CMA has collaborated with tech organizations and hubs which include Creative Space Startups, ISN Hubs, Techbuild, AfriLabs, Founder Institute, and Growth4Her. It has also been known to do joint programs with the Nigerian Library Association (Anambra State Chapter) and Our Lady Queen of Nigeria Catholic Church.

The issue of Nigeria's climate change brought Climate Action Africa and the National Council on Climate Change (NCCC) on a collaboration to work on lasting strategies for a more globally friendly condition. The Memorandum of Understanding (MoU) of the partnership was signed at the NCC office in Abuja. One of the impacts of the collaboration disclosed that a global event on controlling climate change would take place later in 2024 with stakeholders across the world.

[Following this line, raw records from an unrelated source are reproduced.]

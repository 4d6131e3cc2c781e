use anyhow::{bail, Context, Result};
use clap::Parser;
use indicatif::{ProgressBar, ProgressStyle};

use examtable::sched::{self, SchedulePayload, SchedulerConfig, ScheduleStatus};

/// Assigns exam subjects to (day, period) slots under conflict and burden
/// constraints.
#[derive(Parser)]
#[command(version, about)]
struct Args {
    /// JSON bundle with the calendar, subjects, conflicts and roster
    input: std::path::PathBuf,
    /// Wall-clock budget for the solver, in seconds
    #[arg(short, long, default_value_t = 120)]
    time_limit: u64,
    /// Per-student cap on exams per day
    #[arg(long)]
    max_exams_per_day: Option<u32>,
    /// Per-student cap on hard exams per day
    #[arg(long)]
    max_hard_exams_per_day: Option<u32>,
    /// Seed for the clique preprocessor (reproducible runs)
    #[arg(long)]
    seed: Option<u64>,
    /// Ignore the pinned slot assignments in the bundle
    #[arg(long, default_value_t = false)]
    ignore_fixed: bool,
    /// Where to write the JSON result
    #[arg(short, long)]
    output: Option<std::path::PathBuf>,
}

fn main() -> Result<()> {
    let args = Args::parse();

    let data = std::fs::read_to_string(&args.input)
        .with_context(|| format!("Cannot read input bundle {}", args.input.display()))?;
    let inputs: sched::ScheduleInputs =
        serde_json::from_str(&data).with_context(|| "Cannot parse the input bundle")?;

    let config = SchedulerConfig {
        max_exams_per_day: args.max_exams_per_day,
        max_hard_exams_per_day: args.max_hard_exams_per_day,
        use_fixed_assignments: !args.ignore_fixed,
        random_seed: args.seed,
    };

    let bar = ProgressBar::new(100);
    bar.set_style(
        ProgressStyle::with_template("[{bar:30}] {pos:>3}% {msg}")
            .expect("valid progress template")
            .progress_chars("=> "),
    );
    let bar_for_callback = bar.clone();
    let callback = move |message: &str, percent: u8| {
        bar_for_callback.set_position(percent as u64);
        bar_for_callback.set_message(message.to_owned());
    };

    println!("Scheduling {} ...", args.input.display());
    let result = sched::create_schedule(&config, &inputs, args.time_limit, Some(&callback));
    bar.finish_and_clear();

    if let Some(path) = &args.output {
        let json = serde_json::to_string_pretty(&result)?;
        std::fs::write(path, json)
            .with_context(|| format!("Cannot write result to {}", path.display()))?;
        println!("Result written to {}", path.display());
    }

    match &result.payload {
        SchedulePayload::Success(success) => {
            println!(
                "Timetable found ({}), {} slots over {} days",
                success.solver_status,
                success.slots.len(),
                success.days.len()
            );
            if let Some(clique) = &success.clique_info {
                println!(
                    "Clique hint: {} subjects, {} placed",
                    clique.size, clique.hints_placed
                );
            }
            for slot in &success.slots {
                if let Some(subjects) = success.slot_assignments.get(slot) {
                    println!("  {}: {}", slot, subjects.join(", "));
                }
            }

            if !success.summary.exam_distribution.is_empty() {
                println!("Worst-day exam distribution:");
                for (bucket, entry) in &success.summary.exam_distribution {
                    println!("  {} exams: {} students", bucket, entry.count);
                }
            }
            if !success.summary.hard_exam_distribution.is_empty() {
                println!("Worst-day hard-exam distribution:");
                for (bucket, entry) in &success.summary.hard_exam_distribution {
                    println!("  {} hard exams: {} students", bucket, entry.count);
                }
            }
            for warning in &success.warnings {
                println!("warning: {}", warning);
            }
        }
        SchedulePayload::Failure(failure) => {
            println!("Scheduling failed: {}", failure.error);
            for detail in &failure.details {
                println!("  - {}", detail);
            }
            if let Some(diagnosis) = &failure.diagnosis {
                for cause in &diagnosis.possible_causes {
                    println!("  cause: {}", cause);
                }
                for recommendation in &diagnosis.recommendations {
                    println!("  try: {}", recommendation);
                }
            }
            for warning in &failure.warnings {
                println!("warning: {}", warning);
            }
        }
    }

    match result.status {
        ScheduleStatus::Success => Ok(()),
        ScheduleStatus::Infeasible => bail!("the model is structurally infeasible"),
        ScheduleStatus::NoSolution => bail!("no solution within the time budget"),
        ScheduleStatus::Error => bail!("schedule creation failed"),
    }
}
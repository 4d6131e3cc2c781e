//! The exam-timetabling domain: slot construction, conflict aggregation,
//! clique preprocessing, model building, solving and result analysis,
//! orchestrated by [create_schedule].

pub mod analysis;
pub mod calendar;
pub mod clique;
pub mod conflicts;
pub mod diagnose;
pub mod model;
pub mod random;
pub mod solve;

#[cfg(test)]
mod tests;

use std::collections::{BTreeMap, BTreeSet};
use std::panic::{catch_unwind, AssertUnwindSafe};
use std::time::Duration;

use serde::{Deserialize, Serialize};

use calendar::normalize_slot_id;
use clique::PlacementContext;
use conflicts::ConflictEdits;
use model::{ModelInputs, ScheduleTranslator};
use random::{DefaultRndGen, RandomGen, SeededRndGen};

/// One subject of the exam, as described by the subject-information input.
#[derive(Debug, Clone, Default, Deserialize, PartialEq, Eq)]
pub struct SubjectInfo {
    /// Exam duration in minutes; absent means the subject fits any slot.
    #[serde(rename = "시간", default)]
    pub duration: Option<u32>,
    /// Listening-test subjects cannot share a slot with each other.
    #[serde(rename = "듣기평가", default)]
    pub listening: bool,
    #[serde(rename = "자율감독", default)]
    pub self_supervised: bool,
    /// Comma-separated grade tags.
    #[serde(rename = "학년", default)]
    pub grade: String,
    #[serde(rename = "담당교사", default)]
    pub teachers: BTreeSet<String>,
}

#[derive(Debug, Clone, Copy, PartialEq, Eq, Deserialize)]
pub enum RelationKind {
    #[serde(rename = "avoid_same_time")]
    AvoidSameTime,
    #[serde(rename = "same_time")]
    SameTime,
}

/// A pairwise requirement between two subjects: never share a slot, or
/// always share one.
#[derive(Debug, Clone, Deserialize, PartialEq, Eq)]
pub struct SubjectRelation {
    pub subject1: String,
    pub subject2: String,
    #[serde(rename = "type")]
    pub kind: RelationKind,
}

/// Pinned placements, in the same shape the engine emits on success.
#[derive(Debug, Clone, Default, Deserialize, PartialEq, Eq)]
pub struct FixedAssignments {
    #[serde(default)]
    pub slot_assignments: BTreeMap<String, Vec<String>>,
}

/// The full input bundle of one scheduling run.
#[derive(Debug, Clone, Default, Deserialize, PartialEq)]
pub struct ScheduleInputs {
    #[serde(default)]
    pub calendar: calendar::Calendar,
    #[serde(default)]
    pub subjects: BTreeMap<String, SubjectInfo>,
    #[serde(default)]
    pub conflicts: ConflictEdits,
    #[serde(default)]
    pub relations: Vec<SubjectRelation>,
    /// teacher → slots where that teacher is unavailable
    #[serde(default)]
    pub teacher_blackouts: BTreeMap<String, BTreeSet<String>>,
    /// subject → forbidden slots
    #[serde(default)]
    pub subject_slot_bans: BTreeMap<String, BTreeSet<String>>,
    /// teacher → forbidden slots, expanded to all subjects of the teacher
    #[serde(default)]
    pub teacher_slot_bans: BTreeMap<String, BTreeSet<String>>,
    #[serde(default)]
    pub fixed_assignments: FixedAssignments,
    /// student → subjects taken
    #[serde(default)]
    pub roster: BTreeMap<String, BTreeSet<String>>,
    #[serde(default)]
    pub hard_subjects: BTreeMap<String, bool>,
}

#[derive(Debug, Clone, PartialEq, Eq)]
pub struct SchedulerConfig {
    pub max_exams_per_day: Option<u32>,
    pub max_hard_exams_per_day: Option<u32>,
    pub use_fixed_assignments: bool,
    pub random_seed: Option<u64>,
}

impl Default for SchedulerConfig {
    fn default() -> Self {
        SchedulerConfig {
            max_exams_per_day: None,
            max_hard_exams_per_day: None,
            use_fixed_assignments: true,
            random_seed: None,
        }
    }
}

/// Status callback: `(message, progress percent)`. Called at coarse
/// milestones and roughly every second while the solver runs.
pub type StatusCallback = dyn Fn(&str, u8) + Sync;

pub(crate) fn post(callback: Option<&StatusCallback>, message: &str, percent: u8) {
    if let Some(callback) = callback {
        callback(message, percent);
    }
}

#[derive(Debug, Clone, Copy, PartialEq, Eq, Serialize)]
#[serde(rename_all = "SCREAMING_SNAKE_CASE")]
pub enum ScheduleStatus {
    Success,
    Infeasible,
    NoSolution,
    Error,
}

#[derive(Debug, Clone, Serialize, PartialEq, Eq)]
pub struct CliqueInfo {
    pub size: usize,
    pub subjects: Vec<String>,
    pub hints_placed: usize,
}

#[derive(Debug, Clone, Serialize, PartialEq, Eq)]
pub struct ScheduleSuccess {
    pub slot_assignments: BTreeMap<String, Vec<String>>,
    pub student_analysis: analysis::StudentAnalysis,
    pub summary: analysis::Summary,
    pub days: Vec<String>,
    pub slots: Vec<String>,
    pub solver_status: String,
    #[serde(skip_serializing_if = "Option::is_none")]
    pub clique_info: Option<CliqueInfo>,
    pub warnings: Vec<String>,
}

#[derive(Debug, Clone, Serialize, PartialEq, Eq)]
pub struct ScheduleFailure {
    pub error: String,
    pub details: Vec<String>,
    #[serde(skip_serializing_if = "Option::is_none")]
    pub diagnosis: Option<diagnose::Diagnosis>,
    pub warnings: Vec<String>,
}

#[derive(Debug, Clone, Serialize, PartialEq)]
#[serde(untagged)]
pub enum SchedulePayload {
    Success(Box<ScheduleSuccess>),
    Failure(ScheduleFailure),
}

#[derive(Debug, Clone, Serialize, PartialEq)]
pub struct ScheduleResult {
    pub status: ScheduleStatus,
    pub payload: SchedulePayload,
}

impl ScheduleResult {
    pub fn success(&self) -> Option<&ScheduleSuccess> {
        match &self.payload {
            SchedulePayload::Success(success) => Some(success),
            SchedulePayload::Failure(_) => None,
        }
    }

    pub fn failure(&self) -> Option<&ScheduleFailure> {
        match &self.payload {
            SchedulePayload::Success(_) => None,
            SchedulePayload::Failure(failure) => Some(failure),
        }
    }

    fn error(message: String) -> Self {
        ScheduleResult {
            status: ScheduleStatus::Error,
            payload: SchedulePayload::Failure(ScheduleFailure {
                error: message,
                details: Vec::new(),
                diagnosis: None,
                warnings: Vec::new(),
            }),
        }
    }
}

enum EngineRng {
    Default(DefaultRndGen),
    Seeded(SeededRndGen),
}

impl RandomGen for EngineRng {
    fn rand_in_range(&mut self, range: std::ops::Range<usize>) -> usize {
        match self {
            EngineRng::Default(rng) => rng.rand_in_range(range),
            EngineRng::Seeded(rng) => rng.rand_in_range(range),
        }
    }
}

fn normalize_ban_map(
    bans: &BTreeMap<String, BTreeSet<String>>,
) -> BTreeMap<String, BTreeSet<String>> {
    bans.iter()
        .map(|(key, slots)| {
            (
                key.clone(),
                slots.iter().map(|slot| normalize_slot_id(slot)).collect(),
            )
        })
        .collect()
}

/// Builds an exam timetable.
///
/// Pipeline: slot construction → conflict aggregation → clique hint →
/// model + objective → validation → bounded search → analysis. Structural
/// defects return [ScheduleStatus::Infeasible] before any search; a solver
/// failure returns [ScheduleStatus::NoSolution] with a diagnosis; input
/// errors and panics return [ScheduleStatus::Error]. The clique stage can
/// never abort a run: if it fails the engine just solves without hints.
pub fn create_schedule(
    config: &SchedulerConfig,
    inputs: &ScheduleInputs,
    time_limit_seconds: u64,
    callback: Option<&StatusCallback>,
) -> ScheduleResult {
    let outcome = catch_unwind(AssertUnwindSafe(|| {
        run_schedule(config, inputs, time_limit_seconds, callback)
    }));

    match outcome {
        Ok(result) => result,
        Err(panic) => ScheduleResult::error(format!(
            "Schedule creation failed unexpectedly: {}",
            panic_message(&panic)
        )),
    }
}

fn panic_message(panic: &(dyn std::any::Any + Send)) -> String {
    if let Some(message) = panic.downcast_ref::<&str>() {
        (*message).to_owned()
    } else if let Some(message) = panic.downcast_ref::<String>() {
        message.clone()
    } else {
        String::from("unknown panic")
    }
}

fn run_schedule(
    config: &SchedulerConfig,
    inputs: &ScheduleInputs,
    time_limit_seconds: u64,
    callback: Option<&StatusCallback>,
) -> ScheduleResult {
    // C1: slots
    post(callback, "Building the exam slots...", 10);
    let slots = match calendar::build_slots(&inputs.calendar) {
        Ok(slots) => slots,
        Err(e) => return ScheduleResult::error(e.to_string()),
    };

    // C2: conflicts
    post(callback, "Merging the conflict data...", 20);
    let conflicts = conflicts::aggregate(&inputs.subjects, &inputs.roster, &inputs.conflicts);

    let fixed: BTreeMap<String, Vec<String>> = if config.use_fixed_assignments {
        inputs.fixed_assignments.slot_assignments.clone()
    } else {
        BTreeMap::new()
    };
    let fixed_subjects: BTreeSet<String> = fixed.values().flatten().cloned().collect();

    let subject_bans = normalize_ban_map(&inputs.subject_slot_bans);
    let teacher_bans = normalize_ban_map(&inputs.teacher_slot_bans);

    let candidate_slots = model::candidate_slots(&inputs.subjects, &slots);

    let mut warnings = Vec::new();

    // C5: clique hint (isolated; never aborts the run)
    post(callback, "Searching for the largest conflict clique...", 30);
    let mut rng = match config.random_seed {
        Some(seed) => EngineRng::Seeded(SeededRndGen::new(seed)),
        None => EngineRng::Default(DefaultRndGen::new()),
    };

    let clique_outcome = catch_unwind(AssertUnwindSafe(|| {
        let report =
            clique::find_maximum_cliques(&inputs.subjects, &conflicts, &fixed_subjects, &mut rng);
        if report.max_clique.is_empty() {
            return (report, clique::PlacementOutcome::default());
        }

        let ctx = PlacementContext {
            subjects: &inputs.subjects,
            slots: &slots,
            candidate_slots: &candidate_slots,
            blackouts: &inputs.teacher_blackouts,
            subject_bans: &subject_bans,
            teacher_bans: &teacher_bans,
            conflicts: &conflicts,
            roster: &inputs.roster,
            hard_subjects: &inputs.hard_subjects,
            max_exams_per_day: config.max_exams_per_day,
            max_hard_exams_per_day: config.max_hard_exams_per_day,
        };
        let mut current = fixed.clone();
        let clique = report.max_clique.clone();
        let placement = clique::place_clique_subjects(&clique, &ctx, &mut current, &mut rng);
        (report, placement)
    }));

    let (clique_report, placement) = match clique_outcome {
        Ok(pair) => pair,
        Err(_) => {
            warnings.push(String::from(
                "Clique preprocessing failed; continuing without hints",
            ));
            (
                clique::CliqueReport::default(),
                clique::PlacementOutcome::default(),
            )
        }
    };

    // C3: hard constraints
    post(callback, "Building the optimization model...", 40);
    let translator = ScheduleTranslator::new(ModelInputs {
        subjects: &inputs.subjects,
        slots: &slots,
        conflicts: &conflicts,
        relations: &inputs.relations,
        blackouts: &inputs.teacher_blackouts,
        subject_bans: &subject_bans,
        teacher_bans: &teacher_bans,
        fixed: &fixed,
        roster: &inputs.roster,
        hard_subjects: &inputs.hard_subjects,
        max_exams_per_day: config.max_exams_per_day,
        max_hard_exams_per_day: config.max_hard_exams_per_day,
    });

    // C4 folds into the build: the objective is part of the model.
    post(callback, "Setting up the burden objective...", 50);
    let built = match translator.build() {
        Ok(built) => built,
        Err(e) => return ScheduleResult::error(e.to_string()),
    };
    warnings.extend(built.warnings.iter().cloned());

    // C7 pre-solve: structural validation
    post(callback, "Validating the model structure...", 60);
    let issues = diagnose::validate(&built.candidate_slots, &conflicts);
    if !issues.is_empty() {
        return ScheduleResult {
            status: ScheduleStatus::Infeasible,
            payload: SchedulePayload::Failure(ScheduleFailure {
                error: String::from("The model is structurally infeasible"),
                details: issues.iter().map(|issue| issue.to_string()).collect(),
                diagnosis: Some(diagnose::diagnose(&built.candidate_slots, &conflicts)),
                warnings,
            }),
        };
    }

    // C5 hints only exist when something was placed.
    let hints = if placement.placed.is_empty() {
        BTreeMap::new()
    } else {
        clique::hints_from_placement(&placement.placed, &built.candidate_slots)
    };

    // C6: bounded search
    let status = solve::solve_with_progress(
        &built.problem,
        &hints,
        Duration::from_secs(time_limit_seconds),
        callback,
    );
    post(callback, "The search finished; collecting the result...", 80);

    let status_name = status.name().to_owned();
    let solution = match status.solution() {
        Some(solution) => solution,
        None => {
            post(callback, "Diagnosing the failed search...", 85);
            return ScheduleResult {
                status: ScheduleStatus::NoSolution,
                payload: SchedulePayload::Failure(ScheduleFailure {
                    error: String::from("No exam timetable could be generated"),
                    details: Vec::new(),
                    diagnosis: Some(diagnose::diagnose(&built.candidate_slots, &conflicts)),
                    warnings,
                }),
            };
        }
    };

    // C8: extraction and analysis
    post(callback, "Extracting the assignment...", 85);
    let slot_assignments = solve::extract_assignments(&solution, &slots, &built.candidate_slots);

    post(callback, "Analyzing the student load...", 90);
    let student_analysis = analysis::analyze(
        &slot_assignments,
        &inputs.roster,
        &inputs.hard_subjects,
        &slots,
    );
    let summary = analysis::summarize(
        &student_analysis,
        inputs.subjects.len(),
        slots.len(),
        config.max_exams_per_day,
        config.max_hard_exams_per_day,
    );

    let clique_info = (!clique_report.max_clique.is_empty()).then(|| CliqueInfo {
        size: clique_report.max_clique.len(),
        subjects: clique_report.max_clique.clone(),
        hints_placed: placement.placed.len(),
    });

    post(callback, "The timetable is ready.", 100);

    ScheduleResult {
        status: ScheduleStatus::Success,
        payload: SchedulePayload::Success(Box::new(ScheduleSuccess {
            slot_assignments,
            student_analysis,
            summary,
            days: slots.day_keys(),
            slots: slots.ids().map(str::to_owned).collect(),
            solver_status: status_name,
            clique_info,
            warnings,
        })),
    }
}
use std::collections::BTreeMap;

use crate::ilp::linexpr::Expr;
use crate::ilp::solvers::{SolveStatus, Solver as _};
use crate::ilp::{ObjectiveSense, ProblemBuilder, Variable};

use super::Solver;

fn no_hints() -> BTreeMap<String, i32> {
    BTreeMap::new()
}

#[test]
fn trivial_feasibility() {
    let a = Expr::<String>::var("A");
    let b = Expr::<String>::var("B");

    let problem = ProblemBuilder::<String>::new()
        .set_variable("A", Variable::binary())
        .set_variable("B", Variable::binary())
        .add_constraint((&a + &b).leq(&Expr::constant(1)))
        .add_constraint((&a + &b).geq(&Expr::constant(1)))
        .build()
        .unwrap();

    let status = Solver::new().solve(&problem, &no_hints(), None);
    let solution = match status {
        SolveStatus::Optimal(s) => s,
        other => panic!("expected optimal, got {}", other.name()),
    };

    let a_val = solution.get(&String::from("A")).unwrap();
    let b_val = solution.get(&String::from("B")).unwrap();
    assert_eq!(a_val + b_val, 1);
}

#[test]
fn infeasible_model_is_detected() {
    let a = Expr::<String>::var("A");

    let problem = ProblemBuilder::<String>::new()
        .set_variable("A", Variable::binary())
        .add_constraint(a.geq(&Expr::constant(1)))
        .add_constraint(a.leq(&Expr::constant(0)))
        .build()
        .unwrap();

    let status = Solver::new().solve(&problem, &no_hints(), None);
    assert!(matches!(status, SolveStatus::Infeasible));
}

#[test]
fn minimization_reaches_the_optimum() {
    let a = Expr::<String>::var("A");
    let b = Expr::<String>::var("B");

    let problem = ProblemBuilder::<String>::new()
        .set_variable("A", Variable::binary())
        .set_variable("B", Variable::binary())
        .add_constraint((&a + &b).geq(&Expr::constant(1)))
        .set_objective(&a + &b, ObjectiveSense::Minimize)
        .build()
        .unwrap();

    let status = Solver::new().solve(&problem, &no_hints(), None);
    let solution = match status {
        SolveStatus::Optimal(s) => s,
        other => panic!("expected optimal, got {}", other.name()),
    };
    assert_eq!(solution.objective_value(), 1);
}

#[test]
fn maximization_picks_the_heavier_variable() {
    let a = Expr::<String>::var("A");
    let b = Expr::<String>::var("B");

    let problem = ProblemBuilder::<String>::new()
        .set_variable("A", Variable::binary())
        .set_variable("B", Variable::binary())
        .add_constraint((&a + &b).leq(&Expr::constant(1)))
        .set_objective(2 * &a + 3 * &b, ObjectiveSense::Maximize)
        .build()
        .unwrap();

    let status = Solver::new().solve(&problem, &no_hints(), None);
    let solution = match status {
        SolveStatus::Optimal(s) => s,
        other => panic!("expected optimal, got {}", other.name()),
    };
    assert_eq!(solution.objective_value(), 3);
    assert_eq!(solution.get(&String::from("A")), Some(0));
    assert_eq!(solution.get(&String::from("B")), Some(1));
}

#[test]
fn integer_variable_is_minimized_to_its_constraint() {
    let z = Expr::<String>::var("Z");

    let problem = ProblemBuilder::<String>::new()
        .set_variable("Z", Variable::integer().min(0).max(5))
        .add_constraint(z.geq(&Expr::constant(3)))
        .set_objective(z.clone(), ObjectiveSense::Minimize)
        .build()
        .unwrap();

    let status = Solver::new().solve(&problem, &no_hints(), None);
    let solution = match status {
        SolveStatus::Optimal(s) => s,
        other => panic!("expected optimal, got {}", other.name()),
    };
    assert_eq!(solution.get(&String::from("Z")), Some(3));
}

#[test]
fn hints_steer_value_ordering_without_binding() {
    let a = Expr::<String>::var("A");
    let b = Expr::<String>::var("B");

    let build = || {
        ProblemBuilder::<String>::new()
            .set_variable("A", Variable::binary())
            .set_variable("B", Variable::binary())
            .add_constraint((&a + &b).eq(&Expr::constant(1)))
            .build()
            .unwrap()
    };

    // Binary default ordering tries 1 first, so A wins the slot.
    let problem = build();
    let status = Solver::new().solve(&problem, &no_hints(), None);
    let solution = status.solution().unwrap();
    assert_eq!(solution.get(&String::from("A")), Some(1));

    // Hinting A to 0 flips the preference to B.
    let problem = build();
    let hints = BTreeMap::from([(String::from("A"), 0)]);
    let status = Solver::new().solve(&problem, &hints, None);
    let solution = status.solution().unwrap();
    assert_eq!(solution.get(&String::from("A")), Some(0));
    assert_eq!(solution.get(&String::from("B")), Some(1));
}

#[test]
fn infeasible_hint_is_overridden() {
    let a = Expr::<String>::var("A");

    let problem = ProblemBuilder::<String>::new()
        .set_variable("A", Variable::binary())
        .add_constraint(a.geq(&Expr::constant(1)))
        .build()
        .unwrap();

    let hints = BTreeMap::from([(String::from("A"), 0)]);
    let status = Solver::new().solve(&problem, &hints, None);
    let solution = status.solution().unwrap();
    assert_eq!(solution.get(&String::from("A")), Some(1));
}

#[test]
fn indicator_encoding_is_exact_under_minimization() {
    // load ∈ {0, 1, 2} chosen by two binaries, cap = 2:
    // at_cap must be 1 exactly when both binaries are set.
    let x1 = Expr::<String>::var("x1");
    let x2 = Expr::<String>::var("x2");
    let max_load = Expr::<String>::var("zmax");
    let at_cap = Expr::<String>::var("zzcap");

    let problem = ProblemBuilder::<String>::new()
        .set_variable("x1", Variable::binary())
        .set_variable("x2", Variable::binary())
        .set_variable("zmax", Variable::integer().min(0).max(2))
        .set_variable("zzcap", Variable::binary())
        // both binaries forced on
        .add_constraint(x1.geq(&Expr::constant(1)))
        .add_constraint(x2.geq(&Expr::constant(1)))
        // max_load >= x1 + x2
        .add_constraint((&x1 + &x2 - &max_load).leq(&Expr::constant(0)))
        // guards: 2*at_cap <= max_load and max_load - 1 <= at_cap
        .add_constraint((2 * &at_cap - &max_load).leq(&Expr::constant(0)))
        .add_constraint((&max_load - 1 - &at_cap).leq(&Expr::constant(0)))
        .set_objective(at_cap.clone(), ObjectiveSense::Minimize)
        .build()
        .unwrap();

    let status = Solver::new().solve(&problem, &no_hints(), None);
    let solution = match status {
        SolveStatus::Optimal(s) => s,
        other => panic!("expected optimal, got {}", other.name()),
    };
    assert_eq!(solution.get(&String::from("zzcap")), Some(1));
    assert_eq!(solution.objective_value(), 1);
}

The need for collaboration with stakeholders on the climate action like the policy development and implementation, innovation and technology, community mobilization and education, investment and financing sectors has been called by Climate Action Africa to ensure good sustainable future. Partnering on addressing climate change is also a concern for researchers who reported that it will create more sustainable development.